Donald Trump’s apparent fondness for Keir Starmer has been among the most surprising episodes in his second term in office – but beyond all the awkward smiles and gift giving, how much do we actually get out of it?
Donald Trump’s apparent fondness for Keir Starmer has been among the most surprising episodes in his second term in office, at least from our point of view.
According to Starmer they genuinely get on famously, connecting over shared ‘family values.’ And the Prime Minister is seen as some kind of mystical Trump whisperer by many counterparts in Europe – who time and again use him as a go-between.
Most recently this could be seen in Nato and Denmark’s bid to calm Trump down about Greenland. Starmer called Trump to deliver messages from Nato’s Mark Rutte and Danish Prime Minister Mette Frederiksen – whom he’d spoken to on the phone just hours before. Volodymyr Zelensky clearly recognises and respects Starmer’s ability to steer Trump’s thinking – at least temporarily.
But all relationships go through rough patches, and many couples ignore the bumps and cracks, pretending they’re not there. Until one day both parties are in need of a lawyer.
Keir Starmer and Donald Trump’s first meeting in office last February was a high stakes moment. The Prime Minister was visibly tense as they sat down together in the Oval Office, surrounded by journalists shouting questions.
But he had a trump card up his sleeve – an offer for a second state visit from King Charles. Mr Trump was clearly delighted by it and showed it to the cameras, helping to break the ice.
The meeting went well after that, partly because the PM let the US President hold court. And at a press conference later he heaped praise on Mr Starmer, declaring him a tough negotiator, something Trump prizes.
But any wins the PM thought he’d got on security guarantees for Ukraine melted away the next day, when the world watch as the US President attacked Volodymyr Zelensky live on TV. The fleeting nature of Trump’s goodwill has become a theme.
Starmer was so delighted when Trump rang him up to offer him something resembling a trade deal – albeit one with the same 10% tariff floor on everything, and limited carveouts – that he didn’t even mind that he interrupted an Arsenal game to talk about it. At least he said he didn’t mind. He did bring it up a couple of times when he announced the deal the following day.
And while the basic “Economic Prosperity Deal” is in place, the hopes for more carve-outs to be negotiated down the line have long since evaporated, and steel exports are still subject to 25% tariffs. And then Trump came over for his unprecedented state visit in September. After being treated to tea with the King, lunch at Chequers, and being paraded in front of as much Churchill memorabilia as the British state could muster, the UK and US signed a Tech Prosperity Deal.
It lasted less than three months before being put on ice by the US, who complained we weren’t lowering our trade barriers fast enough for them.
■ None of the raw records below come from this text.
//! Nodes and the arena they live in.
//!
//! Every node of a [`Tree`] is stored in an arena owned by that tree and is addressed by a
//! [`NodeId`]. A node's child slots are [`Link`]s which make the difference between "no
//! child", "owned child" and "thread" explicit, so a thread can never be mistaken for a
//! structural child.

use std::fmt;
use std::ops::{Index, IndexMut};

use crate::iter::Iter;
use crate::{Order, Tree};

/// A handle to a node inside one particular tree.
///
/// Ids stay valid across insertions and rotations. Removing a value frees one node and its
/// slot may be handed out again by a later insertion, so ids held across a removal should be
/// looked up again.
#[derive(Debug, Clone, Copy, PartialEq, Eq, Hash, PartialOrd, Ord)]
pub struct NodeId(u32);

impl NodeId {
    pub(crate) fn index(self) -> usize {
        self.0 as usize
    }
}

impl fmt::Display for NodeId {
    fn fmt(&self, f: &mut fmt::Formatter<'_>) -> fmt::Result {
        write!(f, "{}", self.0)
    }
}

/// The contents of one child slot.
#[derive(Debug, Clone, Copy, PartialEq, Eq, Default)]
pub(crate) enum Link {
    #[default]
    Absent,
    /// A structural child owned by the node holding this link.
    Child(NodeId),
    /// A non-owning link to the next node of the order the tree is threaded under.
    Thread(NodeId),
}

impl Link {
    /// The structural child, treating threads as absent.
    pub(crate) fn child(self) -> Option<NodeId> {
        match self {
            Link::Child(id) => Some(id),
            Link::Absent | Link::Thread(_) => None,
        }
    }

    pub(crate) fn is_absent(self) -> bool {
        matches!(self, Link::Absent)
    }
}

impl From<Option<NodeId>> for Link {
    fn from(child: Option<NodeId>) -> Self {
        child.map_or(Link::Absent, Link::Child)
    }
}

/// Which child slot of a node.
#[derive(Debug, Clone, Copy, PartialEq, Eq)]
pub(crate) enum Side {
    Left,
    Right,
}

#[derive(Debug, Clone)]
pub(crate) struct Node<T> {
    pub(crate) value: T,
    pub(crate) left: Link,
    pub(crate) right: Link,
    pub(crate) parent: Option<NodeId>,
    /// Length of the longest path from this node down to a leaf. A leaf has height 0.
    pub(crate) height: i32,
}

impl<T> Node<T> {
    pub(crate) fn new(value: T, parent: Option<NodeId>) -> Self {
        Self {
            value,
            left: Link::Absent,
            right: Link::Absent,
            parent,
            height: 0,
        }
    }

    pub(crate) fn link(&self, side: Side) -> Link {
        match side {
            Side::Left => self.left,
            Side::Right => self.right,
        }
    }

    pub(crate) fn set_link(&mut self, side: Side, link: Link) {
        match side {
            Side::Left => self.left = link,
            Side::Right => self.right = link,
        }
    }

    pub(crate) fn children(&self) -> (Option<NodeId>, Option<NodeId>) {
        (self.left.child(), self.right.child())
    }
}

/// Slot storage for the nodes of one tree. Freed slots are recycled by later allocations.
#[derive(Debug, Clone)]
pub(crate) struct Arena<T> {
    slots: Vec<Option<Node<T>>>,
    free: Vec<u32>,
    len: usize,
}

impl<T> Default for Arena<T> {
    fn default() -> Self {
        Self {
            slots: Vec::new(),
            free: Vec::new(),
            len: 0,
        }
    }
}

impl<T> Arena<T> {
    pub(crate) fn len(&self) -> usize {
        self.len
    }

    /// One past the largest index ever handed out. Useful for sizing side tables.
    pub(crate) fn capacity(&self) -> usize {
        self.slots.len()
    }

    pub(crate) fn alloc(&mut self, node: Node<T>) -> NodeId {
        self.len += 1;
        match self.free.pop() {
            Some(index) => {
                self.slots[index as usize] = Some(node);
                NodeId(index)
            }
            None => {
                let index = u32::try_from(self.slots.len()).expect("more than u32::MAX nodes");
                self.slots.push(Some(node));
                NodeId(index)
            }
        }
    }

    /// Frees the slot of `id` and hands back its node. Links pointing at it must already be
    /// gone.
    pub(crate) fn remove(&mut self, id: NodeId) -> Node<T> {
        let node = self.slots[id.index()]
            .take()
            .expect("removing a node that is already free");
        self.free.push(id.0);
        self.len -= 1;
        node
    }

    pub(crate) fn get(&self, id: NodeId) -> Option<&Node<T>> {
        self.slots.get(id.index()).and_then(Option::as_ref)
    }

    pub(crate) fn iter_mut(&mut self) -> impl Iterator<Item = &mut Node<T>> {
        self.slots.iter_mut().flatten()
    }

    pub(crate) fn clear(&mut self) {
        self.slots.clear();
        self.free.clear();
        self.len = 0;
    }

    /// Height of an optional subtree, `-1` for an empty one.
    pub(crate) fn height_of(&self, id: Option<NodeId>) -> i32 {
        id.map_or(-1, |id| self[id].height)
    }
}

impl<T> Index<NodeId> for Arena<T> {
    type Output = Node<T>;

    fn index(&self, id: NodeId) -> &Node<T> {
        self.get(id).expect("link to a freed node")
    }
}

impl<T> IndexMut<NodeId> for Arena<T> {
    fn index_mut(&mut self, id: NodeId) -> &mut Node<T> {
        self.slots
            .get_mut(id.index())
            .and_then(Option::as_mut)
            .expect("link to a freed node")
    }
}

/// A borrowed view of one node of a tree.
pub struct NodeRef<'a, T, B> {
    tree: &'a Tree<T, B>,
    id: NodeId,
}

impl<'a, T, B> Clone for NodeRef<'a, T, B> {
    fn clone(&self) -> Self {
        *self
    }
}
impl<'a, T, B> Copy for NodeRef<'a, T, B> {}

/// What a child slot of a node currently holds.
pub enum Slot<'a, T, B> {
    /// Nothing.
    Absent,
    /// A structural child.
    Child(NodeRef<'a, T, B>),
    /// A thread to the node's successor in the order the tree is threaded under.
    Thread(NodeRef<'a, T, B>),
}

impl<'a, T, B> Slot<'a, T, B> {
    /// The structural child, if any. Threads are not children.
    pub fn child(self) -> Option<NodeRef<'a, T, B>> {
        match self {
            Slot::Child(node) => Some(node),
            Slot::Absent | Slot::Thread(_) => None,
        }
    }

    /// Whether the slot holds a thread.
    pub fn is_thread(&self) -> bool {
        matches!(self, Slot::Thread(_))
    }
}

impl<'a, T, B> NodeRef<'a, T, B> {
    pub(crate) fn new(tree: &'a Tree<T, B>, id: NodeId) -> Self {
        Self { tree, id }
    }

    fn node(&self) -> &'a Node<T> {
        &self.tree.nodes[self.id]
    }

    fn slot(&self, link: Link) -> Slot<'a, T, B> {
        match link {
            Link::Absent => Slot::Absent,
            Link::Child(id) => Slot::Child(NodeRef::new(self.tree, id)),
            Link::Thread(id) => Slot::Thread(NodeRef::new(self.tree, id)),
        }
    }

    /// The id of this node within its tree.
    pub fn id(&self) -> NodeId {
        self.id
    }

    /// The stored value.
    pub fn value(&self) -> &'a T {
        &self.node().value
    }

    /// The left child slot.
    pub fn left(&self) -> Slot<'a, T, B> {
        self.slot(self.node().left)
    }

    /// The right child slot.
    pub fn right(&self) -> Slot<'a, T, B> {
        self.slot(self.node().right)
    }

    /// Height of the subtree rooted here; 0 for a leaf.
    pub fn height(&self) -> i32 {
        self.node().height
    }

    /// True when the node has no structural children.
    pub fn is_leaf(&self) -> bool {
        !self.has_children()
    }

    /// True when the node has at least one structural child.
    pub fn has_children(&self) -> bool {
        let (left, right) = self.node().children();
        left.is_some() || right.is_some()
    }

    /// A snapshot iterator over the subtree rooted at this node.
    pub fn iter(&self, order: Order) -> Iter<'a, T> {
        Iter::new(&self.tree.nodes, self.tree.order_ids(Some(self.id), order))
    }

    /// Deep copies the subtree rooted at this node into a new tree that shares nothing with
    /// this one.
    pub fn to_tree(&self) -> Tree<T, B>
    where
        T: Clone,
    {
        self.tree.copy_subtree(self.id)
    }
}

impl<'a, T, B> fmt::Debug for NodeRef<'a, T, B>
where
    T: fmt::Debug,
{
    fn fmt(&self, f: &mut fmt::Formatter<'_>) -> fmt::Result {
        f.debug_struct("NodeRef")
            .field("id", &self.id)
            .field("value", self.value())
            .field("height", &self.height())
            .finish()
    }
}
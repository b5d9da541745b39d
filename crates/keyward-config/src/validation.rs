// SPDX-FileCopyrightText: 2026 Keyward Contributors
// SPDX-License-Identifier: MIT OR Apache-2.0

//! Post-deserialization validation for configuration values.
//!
//! Validates semantic constraints serde cannot express: the encryption key
//! must decode to exactly 32 bytes, the socket directory must be set, and the
//! log level must be a known name.

use base64::Engine as _;
use base64::engine::general_purpose::STANDARD;

use crate::diagnostic::ConfigError;
use crate::model::KeywardConfig;

/// AES-256 key length in bytes.
pub const ENCRYPTION_KEY_LEN: usize = 32;

const LOG_LEVELS: &[&str] = &["trace", "debug", "info", "warn", "error"];

/// Validate a deserialized configuration for semantic correctness.
///
/// Collects every failure instead of stopping at the first one.
pub fn validate_config(config: &KeywardConfig) -> Result<(), Vec<ConfigError>> {
    let mut errors = Vec::new();

    if let Some(key) = config.access_key.encryption() {
        match STANDARD.decode(key) {
            Ok(bytes) if bytes.len() == ENCRYPTION_KEY_LEN => {}
            Ok(bytes) => errors.push(ConfigError::Validation {
                message: format!(
                    "access_key.encryption must decode to {ENCRYPTION_KEY_LEN} bytes, got {}",
                    bytes.len()
                ),
            }),
            Err(e) => errors.push(ConfigError::Validation {
                message: format!("access_key.encryption is not valid base64: {e}"),
            }),
        }
    }

    if config.runtime.tmp_path.trim().is_empty() {
        errors.push(ConfigError::Validation {
            message: "runtime.tmp_path must not be empty".to_string(),
        });
    }

    let level = config.logging.level.trim().to_ascii_lowercase();
    if !LOG_LEVELS.contains(&level.as_str()) {
        errors.push(ConfigError::Validation {
            message: format!(
                "logging.level `{}` is not one of {}",
                config.logging.level,
                LOG_LEVELS.join(", ")
            ),
        });
    }

    if errors.is_empty() {
        Ok(())
    } else {
        Err(errors)
    }
}
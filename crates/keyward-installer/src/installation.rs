// SPDX-FileCopyrightText: 2026 Keyward Contributors
// SPDX-License-Identifier: MIT OR Apache-2.0

//! What an installed access key exposes to a job step.

use std::fmt;
use std::path::Path;

use keyward_core::{KeywardError, SshAgent};
use secrecy::SecretString;
use tracing::warn;

/// Credentials made available to one job step.
///
/// Owns the step's SSH agent, if any. [`destroy`](Self::destroy) releases it;
/// an installation dropped without being destroyed still closes its agent.
#[derive(Default)]
pub struct AccessKeyInstallation {
    ssh_agent: Option<Box<dyn SshAgent>>,
    login: Option<String>,
    password: Option<SecretString>,
    script: Option<String>,
}

impl AccessKeyInstallation {
    /// An installation that provides nothing.
    pub fn empty() -> Self {
        Self::default()
    }

    pub(crate) fn with_agent(agent: Box<dyn SshAgent>, login: String) -> Self {
        Self {
            ssh_agent: Some(agent),
            login: Some(login),
            password: None,
            script: None,
        }
    }

    pub(crate) fn with_credentials(login: Option<String>, password: SecretString) -> Self {
        Self {
            ssh_agent: None,
            login,
            password: Some(password),
            script: None,
        }
    }

    pub fn login(&self) -> Option<&str> {
        self.login.as_deref()
    }

    pub fn password(&self) -> Option<&SecretString> {
        self.password.as_ref()
    }

    /// Inline script for the step. No role resolves one today, so this is
    /// always `None`.
    pub fn script(&self) -> Option<&str> {
        self.script.as_deref()
    }

    pub fn ssh_agent(&self) -> Option<&dyn SshAgent> {
        self.ssh_agent.as_deref()
    }

    /// Value for `SSH_AUTH_SOCK` in the job's environment.
    pub fn ssh_auth_sock(&self) -> Option<&Path> {
        self.ssh_agent.as_ref().map(|agent| agent.socket_path())
    }

    pub fn is_empty(&self) -> bool {
        self.ssh_agent.is_none()
            && self.login.is_none()
            && self.password.is_none()
            && self.script.is_none()
    }

    /// Stop the SSH agent and release its socket. Without an agent this does
    /// nothing.
    pub fn destroy(mut self) -> Result<(), KeywardError> {
        match self.ssh_agent.take() {
            Some(mut agent) => agent.close(),
            None => Ok(()),
        }
    }
}

impl Drop for AccessKeyInstallation {
    fn drop(&mut self) {
        if let Some(mut agent) = self.ssh_agent.take() {
            warn!(
                socket = %agent.socket_path().display(),
                "access key installation dropped without destroy"
            );
            if let Err(e) = agent.close() {
                warn!("failed to close SSH agent on drop: {e}");
            }
        }
    }
}

impl fmt::Debug for AccessKeyInstallation {
    fn fmt(&self, f: &mut fmt::Formatter<'_>) -> fmt::Result {
        f.debug_struct("AccessKeyInstallation")
            .field("ssh_auth_sock", &self.ssh_auth_sock())
            .field("login", &self.login)
            .field("password", &self.password.as_ref().map(|_| "[REDACTED]"))
            .field("script", &self.script)
            .finish()
    }
}

#[cfg(test)]
mod tests {
    use std::sync::Arc;

    use keyward_core::{AgentKey, AgentLauncher};
    use keyward_test_utils::{FakeAgentLauncher, RecordingTaskLogger};
    use secrecy::ExposeSecret;

    use super::*;

    fn fake_agent(launcher: &FakeAgentLauncher) -> Box<dyn SshAgent> {
        launcher
            .listen(
                vec![AgentKey::new(b"KEY", b"")],
                "/run/keyward/ssh-agent-1-abcdefghij.sock".into(),
                Arc::new(RecordingTaskLogger::new()),
            )
            .unwrap()
    }

    #[test]
    fn empty_installation_exposes_nothing() {
        let installation = AccessKeyInstallation::empty();
        assert!(installation.is_empty());
        assert!(installation.ssh_auth_sock().is_none());
        installation.destroy().unwrap();
    }

    #[test]
    fn no_installation_carries_a_script() {
        let launcher = FakeAgentLauncher::new();
        let with_agent = AccessKeyInstallation::with_agent(fake_agent(&launcher), "git".into());
        let with_credentials = AccessKeyInstallation::with_credentials(
            None,
            SecretString::from("vault".to_string()),
        );

        assert_eq!(AccessKeyInstallation::empty().script(), None);
        assert_eq!(with_agent.script(), None);
        assert_eq!(with_credentials.script(), None);
        with_agent.destroy().unwrap();
    }

    #[test]
    fn destroy_closes_agent() {
        let launcher = FakeAgentLauncher::new();
        let installation = AccessKeyInstallation::with_agent(fake_agent(&launcher), "git".into());

        assert_eq!(
            installation.ssh_auth_sock(),
            Some(Path::new("/run/keyward/ssh-agent-1-abcdefghij.sock"))
        );
        installation.destroy().unwrap();
        assert_eq!(launcher.open_agents(), 0);
    }

    #[test]
    fn drop_without_destroy_still_closes_agent() {
        let launcher = FakeAgentLauncher::new();
        {
            let _installation =
                AccessKeyInstallation::with_agent(fake_agent(&launcher), "git".into());
            assert_eq!(launcher.open_agents(), 1);
        }
        assert_eq!(launcher.open_agents(), 0);
    }

    #[test]
    fn destroy_reports_close_failure() {
        let launcher = FakeAgentLauncher::failing_close("socket busy");
        let installation = AccessKeyInstallation::with_agent(fake_agent(&launcher), "git".into());
        let err = installation.destroy().unwrap_err();
        assert!(err.to_string().contains("socket busy"));
    }

    #[test]
    fn debug_redacts_password() {
        let installation = AccessKeyInstallation::with_credentials(
            Some("bob".into()),
            SecretString::from("hunter2".to_string()),
        );
        assert_eq!(installation.password().unwrap().expose_secret(), "hunter2");
        let rendered = format!("{installation:?}");
        assert!(rendered.contains("bob"));
        assert!(!rendered.contains("hunter2"));
    }
}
Starmer’s influence over Trump as far as Russia and Ukraine is concerned has never been proven. Trump still flits like a geopolitical gadfly between listening to Starmer and listening to Zelensky and listening to his old buddy Vladimir. And now nobody can really convince him to do anything, because all of his attention is on his “own” hemisphere.
Trump not only didn’t tell Starmer before he invaded Venezuela and snatched its leader, still in his pyjamas. And while Starmer insisted he’d “shed no tears” for the regime of Nicolas Maduro, you couldn’t help but sense that not calling Starmer to discuss the invasion for several days stung a bit.
And that brings us back to Greenland. Which Trump wants, and most of the rest of the world doesn’t want him to have. Starmer’s capacity as Trump whisperer seems, at least on this issue, to be either diminished or wildly overestimated, because despite Starmer’s best try at being a messenger from the old country, “the future of Greenland is for Greenland and Denmark to decide” is not the message Trump is running with. At the time of writing, in fact, he’s threatening anyone who defies him on Greenland with crippling tariffs.
By the time this is published, he may well have invaded Greenland. Or Colombia. Or one of the countless other countries he’s threatened to invade since New Year. It’s hard to say, because there’s absolutely no chance he’ll tell us, his closest ally, in advance.
Beyond all the gift giving and awkward chats about family and forced jokes about golf and royal banquets and smiling while he sends goon squads round his own country shooting unarmed women and bundling random people into vans, we’re left to wonder…how much did we actually get out of it? And is the relationship…actually all that Special?